Avant même le premier plan de Tiger Stripes, des rythmes pulsés nous donnent l’impression d’être au milieu de la jungle, donnant le ton à cette histoire qui s’impose à l’écran, prometteuse et à plein régime. Il s’agit du fulgurant premier film de la réalisatrice malaisienne Amanda Nell Eu, un film sur l’expérience de devenir femme et sur l’autodétermination féminine, un récit de passage à l’âge adulte, un drame de « body horror » (littéralement : horreur corporelle), une aventure surnaturelle et réaliste, un film qui, rebelle comme son héroïne, s’échappe aussitôt du tiroir « film de genre » qu’on lui a attribué. Ce n’est pas pour rien qu’Amanda Nell Eu qualifie elle-même son premier long métrage d’« assez punk ».

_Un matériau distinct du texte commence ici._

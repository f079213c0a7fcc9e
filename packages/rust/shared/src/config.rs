//! Application configuration for fieldfill.
//!
//! User config lives at `~/.fieldfill/fieldfill.toml`.
//! CLI flags override config file values, which override defaults.

use std::path::{Path, PathBuf};

use serde::{Deserialize, Serialize};

use crate::error::{FieldFillError, Result};

/// Default configuration file name.
const CONFIG_FILE_NAME: &str = "fieldfill.toml";

/// Default config directory name under the user's home.
const CONFIG_DIR_NAME: &str = ".fieldfill";

/// Expected prefix of an Anthropic API key.
const API_KEY_PREFIX: &str = "sk-ant-";

/// Longest system prompt accepted, in characters.
pub const MAX_SYSTEM_PROMPT_CHARS: usize = 5000;

/// Starter prompt printed by `fieldfill config example-prompt`.
pub const EXAMPLE_SYSTEM_PROMPT: &str = r#"You are helping fill out professional event registration forms and business inquiry forms. Use a professional but friendly tone throughout.

Personal Information:
- For name fields, use "John Smith"
- For email fields, use "john.smith@techsolutions.com"
- For company/organization, use "TechSolutions Inc."
- For job title/position, use "Senior Software Developer"
- For phone numbers, use "+1 (555) 123-4567"

Professional Background:
- When asked about experience, mention 8+ years in software development
- For skills/expertise, focus on: web development, cloud technologies, AI/ML, and team leadership
- For interests, mention: emerging technologies, digital transformation, and innovation

Communication Style:
- Keep responses concise but informative
- Use professional language appropriate for business contexts
- For "why interested" or motivation fields, express genuine interest in learning and networking
- For bio/description fields, keep to 2-3 sentences maximum

Always provide responses that are appropriate for the field type and context."#;

// ---------------------------------------------------------------------------
// Config structs (matching fieldfill.toml schema)
// ---------------------------------------------------------------------------

/// Top-level application config, deserialized from TOML.
#[derive(Debug, Clone, Default, Serialize, Deserialize)]
pub struct AppConfig {
    /// Fill instructions.
    #[serde(default)]
    pub prompt: PromptConfig,

    /// Anthropic completion backend settings.
    #[serde(default)]
    pub anthropic: AnthropicConfig,

    /// Fill pipeline tuning.
    #[serde(default)]
    pub fill: FillConfig,
}

/// `[prompt]` section.
#[derive(Debug, Clone, Default, Serialize, Deserialize)]
pub struct PromptConfig {
    /// The fill instruction sent as the system prompt with every field.
    #[serde(default, skip_serializing_if = "Option::is_none")]
    pub system_prompt: Option<String>,
}

/// `[anthropic]` section.
#[derive(Debug, Clone, Serialize, Deserialize)]
pub struct AnthropicConfig {
    /// Name of the env var holding the API key (never store the key itself).
    #[serde(default = "default_api_key_env")]
    pub api_key_env: String,

    /// Model used for completions.
    #[serde(default = "default_model")]
    pub model: String,

    /// Completion token cap per field.
    #[serde(default = "default_max_tokens")]
    pub max_tokens: u32,

    /// Messages endpoint.
    #[serde(default = "default_base_url")]
    pub base_url: String,

    /// Per-request HTTP timeout in seconds.
    #[serde(default = "default_timeout_secs")]
    pub timeout_secs: u64,
}

impl Default for AnthropicConfig {
    fn default() -> Self {
        Self {
            api_key_env: default_api_key_env(),
            model: default_model(),
            max_tokens: default_max_tokens(),
            base_url: default_base_url(),
            timeout_secs: default_timeout_secs(),
        }
    }
}

fn default_api_key_env() -> String {
    "ANTHROPIC_API_KEY".into()
}
fn default_model() -> String {
    "claude-sonnet-4-20250514".into()
}
fn default_max_tokens() -> u32 {
    1024
}
fn default_base_url() -> String {
    "https://api.anthropic.com/v1/messages".into()
}
fn default_timeout_secs() -> u64 {
    30
}

/// `[fill]` section.
#[derive(Debug, Clone, Serialize, Deserialize)]
pub struct FillConfig {
    /// Maximum completion requests in flight for one batch.
    #[serde(default = "default_max_concurrency")]
    pub max_concurrency: usize,
}

impl Default for FillConfig {
    fn default() -> Self {
        Self {
            max_concurrency: default_max_concurrency(),
        }
    }
}

fn default_max_concurrency() -> usize {
    8
}

// ---------------------------------------------------------------------------
// Fill settings (runtime, merged from config + CLI flags)
// ---------------------------------------------------------------------------

/// The persisted values read before each fill session.
#[derive(Debug, Clone, Default)]
pub struct FillSettings {
    /// Fill instruction; `None` when the user never configured one.
    pub system_prompt: Option<String>,
    /// Credential; `None` when the env var is unset.
    pub api_key: Option<String>,
}

impl FillSettings {
    /// Resolve settings from config: prompt from the file, key from the env.
    pub fn from_config(config: &AppConfig) -> Self {
        Self {
            system_prompt: config
                .prompt
                .system_prompt
                .clone()
                .filter(|p| !p.trim().is_empty()),
            api_key: env_api_key(config),
        }
    }
}

/// The trimmed key from the configured env var, if set and non-blank.
fn env_api_key(config: &AppConfig) -> Option<String> {
    std::env::var(&config.anthropic.api_key_env)
        .ok()
        .map(|k| k.trim().to_string())
        .filter(|k| !k.is_empty())
}

// ---------------------------------------------------------------------------
// Config loading
// ---------------------------------------------------------------------------

/// Get the path to the config directory (`~/.fieldfill/`).
pub fn config_dir() -> Result<PathBuf> {
    let home = dirs::home_dir()
        .ok_or_else(|| FieldFillError::config("could not determine home directory"))?;
    Ok(home.join(CONFIG_DIR_NAME))
}

/// Get the path to the config file (`~/.fieldfill/fieldfill.toml`).
pub fn config_file_path() -> Result<PathBuf> {
    Ok(config_dir()?.join(CONFIG_FILE_NAME))
}

/// Load the application config from disk. Returns defaults if the file does not exist.
pub fn load_config() -> Result<AppConfig> {
    let path = config_file_path()?;

    if !path.exists() {
        tracing::debug!(?path, "config file not found, using defaults");
        return Ok(AppConfig::default());
    }

    load_config_from(&path)
}

/// Load the application config from a specific file path.
pub fn load_config_from(path: &Path) -> Result<AppConfig> {
    let content = std::fs::read_to_string(path).map_err(|e| FieldFillError::io(path, e))?;

    toml::from_str(&content).map_err(|e| {
        FieldFillError::config(format!("failed to parse {}: {e}", path.display()))
    })
}

/// Create the config directory and write a default config file.
/// Returns the path to the created file.
pub fn init_config() -> Result<PathBuf> {
    let dir = config_dir()?;
    std::fs::create_dir_all(&dir).map_err(|e| FieldFillError::io(&dir, e))?;

    let path = dir.join(CONFIG_FILE_NAME);
    let config = AppConfig::default();
    let content =
        toml::to_string_pretty(&config).map_err(|e| FieldFillError::config(e.to_string()))?;

    std::fs::write(&path, content).map_err(|e| FieldFillError::io(&path, e))?;
    tracing::info!(?path, "created default config file");

    Ok(path)
}

/// Read the API key from the configured env var and check its format.
pub fn resolve_api_key(config: &AppConfig) -> Result<String> {
    let key = env_api_key(config).ok_or_else(|| {
        FieldFillError::config(format!(
            "Anthropic API key not found. Set the {} environment variable.",
            config.anthropic.api_key_env
        ))
    })?;
    validate_api_key_format(&key)?;
    Ok(key)
}

/// Anthropic keys start with `sk-ant-`.
pub fn validate_api_key_format(key: &str) -> Result<()> {
    if key.starts_with(API_KEY_PREFIX) {
        Ok(())
    } else {
        Err(FieldFillError::validation(format!(
            "API key should start with \"{API_KEY_PREFIX}\""
        )))
    }
}

/// A usable system prompt is non-blank and within [`MAX_SYSTEM_PROMPT_CHARS`].
pub fn validate_system_prompt(prompt: &str) -> Result<()> {
    if prompt.trim().is_empty() {
        return Err(FieldFillError::validation("system prompt is empty"));
    }
    let chars = prompt.chars().count();
    if chars > MAX_SYSTEM_PROMPT_CHARS {
        return Err(FieldFillError::validation(format!(
            "system prompt is {chars} characters, max {MAX_SYSTEM_PROMPT_CHARS}"
        )));
    }
    Ok(())
}

#[cfg(test)]
mod tests {
    use super::*;

    #[test]
    fn default_config_serializes() {
        let config = AppConfig::default();
        let toml_str = toml::to_string_pretty(&config).expect("serialize default config");
        assert!(toml_str.contains("ANTHROPIC_API_KEY"));
        assert!(toml_str.contains("max_concurrency"));
        assert!(!toml_str.contains("system_prompt"));
    }

    #[test]
    fn config_roundtrip() {
        let config = AppConfig::default();
        let toml_str = toml::to_string_pretty(&config).expect("serialize");
        let parsed: AppConfig = toml::from_str(&toml_str).expect("deserialize");
        assert_eq!(parsed.fill.max_concurrency, 8);
        assert_eq!(parsed.anthropic.max_tokens, 1024);
        assert_eq!(parsed.anthropic.timeout_secs, 30);
    }

    #[test]
    fn config_with_prompt() {
        let toml_str = r#"
[prompt]
system_prompt = "Use Jane Doe for names."

[fill]
max_concurrency = 2
"#;
        let config: AppConfig = toml::from_str(toml_str).expect("parse");
        assert_eq!(
            config.prompt.system_prompt.as_deref(),
            Some("Use Jane Doe for names.")
        );
        assert_eq!(config.fill.max_concurrency, 2);
        assert_eq!(config.anthropic.model, "claude-sonnet-4-20250514");
    }

    #[test]
    fn settings_from_config_reads_env() {
        let mut config = AppConfig::default();
        // Use a unique env var name to avoid interfering with other tests
        config.anthropic.api_key_env = "FF_TEST_NONEXISTENT_KEY_98765".into();
        config.prompt.system_prompt = Some("   ".into());
        let settings = FillSettings::from_config(&config);
        assert!(settings.system_prompt.is_none());
        assert!(settings.api_key.is_none());
    }

    #[test]
    fn settings_and_resolver_agree_on_padded_key() {
        let mut config = AppConfig::default();
        config.anthropic.api_key_env = "FF_TEST_PADDED_KEY_24680".into();
        // SAFETY: the variable name is unique to this test.
        unsafe { std::env::set_var("FF_TEST_PADDED_KEY_24680", "  sk-ant-padded\n") };

        let settings = FillSettings::from_config(&config);
        assert_eq!(settings.api_key.as_deref(), Some("sk-ant-padded"));
        assert_eq!(resolve_api_key(&config).unwrap(), "sk-ant-padded");

        unsafe { std::env::remove_var("FF_TEST_PADDED_KEY_24680") };
    }

    #[test]
    fn api_key_missing() {
        let mut config = AppConfig::default();
        config.anthropic.api_key_env = "FF_TEST_NONEXISTENT_KEY_12345".into();
        let result = resolve_api_key(&config);
        assert!(result.is_err());
        assert!(result.unwrap_err().to_string().contains("API key not found"));
    }

    #[test]
    fn api_key_format() {
        assert!(validate_api_key_format("sk-ant-abc123").is_ok());
        let err = validate_api_key_format("sk-live-abc").unwrap_err();
        assert!(err.to_string().contains("sk-ant-"));
    }

    #[test]
    fn system_prompt_validation() {
        assert!(validate_system_prompt("Fill politely.").is_ok());
        assert!(validate_system_prompt("  \n ").is_err());
        let long = "x".repeat(MAX_SYSTEM_PROMPT_CHARS + 1);
        assert!(validate_system_prompt(&long).is_err());
        assert!(validate_system_prompt(EXAMPLE_SYSTEM_PROMPT).is_ok());
    }
}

Remue-ménage autour d'un soutien-gorge
Il y a de l’agitation dans les toilettes des filles : Zaffan laisse nonchalamment apparaître les bretelles de son soutien-gorge sous son haut et prend la pose en plaisantant. À 12 ans, elle est la première, aucune de ses trois amies n’en a encore porté. Elle leur propose généreusement d’essayer sa lingerie. Mariam aimerait bien, mais Farah, qui considère la nouvelle acquisition avec méfiance, est plus rapide. Elle enfile le soutien-gorge par-dessus son tudung – le hijab (foulard) porté par la plupart des musulmanes du monde malaisophone à l’instar de toutes les filles de cette école. Mais il reste peu de temps pour s’admirer ou tourner une vidéo TikTok, car une enseignante frappe énergiquement à la porte verrouillée. Tandis que Farah et Mariam se cachent dans l’une des cabines, Zaffan, insolente et hardie, s’occupe de l’enseignante qu’elle fera trébucher en ouvrant brusquement la porte. Résultat : la directrice de l’école réprimande Zaffan devant les classes rassemblées dans la cour. Farah traite son amie de salope, seule Mariam ose jeter à Zaffan un regard complice.
Tiger Stripes a été projeté en première mondiale à Cannes. Première réalisatrice malaisienne invitée à la Croisette, Amanda Nell Eu a enthousiasmé le jury de la Semaine de la Critique, qui lui a décerné le Grand Prix à l’unanimité. La prestigieuse section parallèle du festival est dédiée aux premières et deuxièmes oeuvres de jeunes cinéastes. Le film a impressionné par son goût prononcé du risque : « Irrévérencieux et sans concession, Tiger Stripes ne cherche pas à plaire, il se contente d’assumer pleinement sa séduisante singularité. C’est le premier film de la sélection que nous avons vu. Il a résisté à l’épreuve du temps », a déclaré la présidente du jury et réalisatrice Audrey Diwan (L’Événement, 2021).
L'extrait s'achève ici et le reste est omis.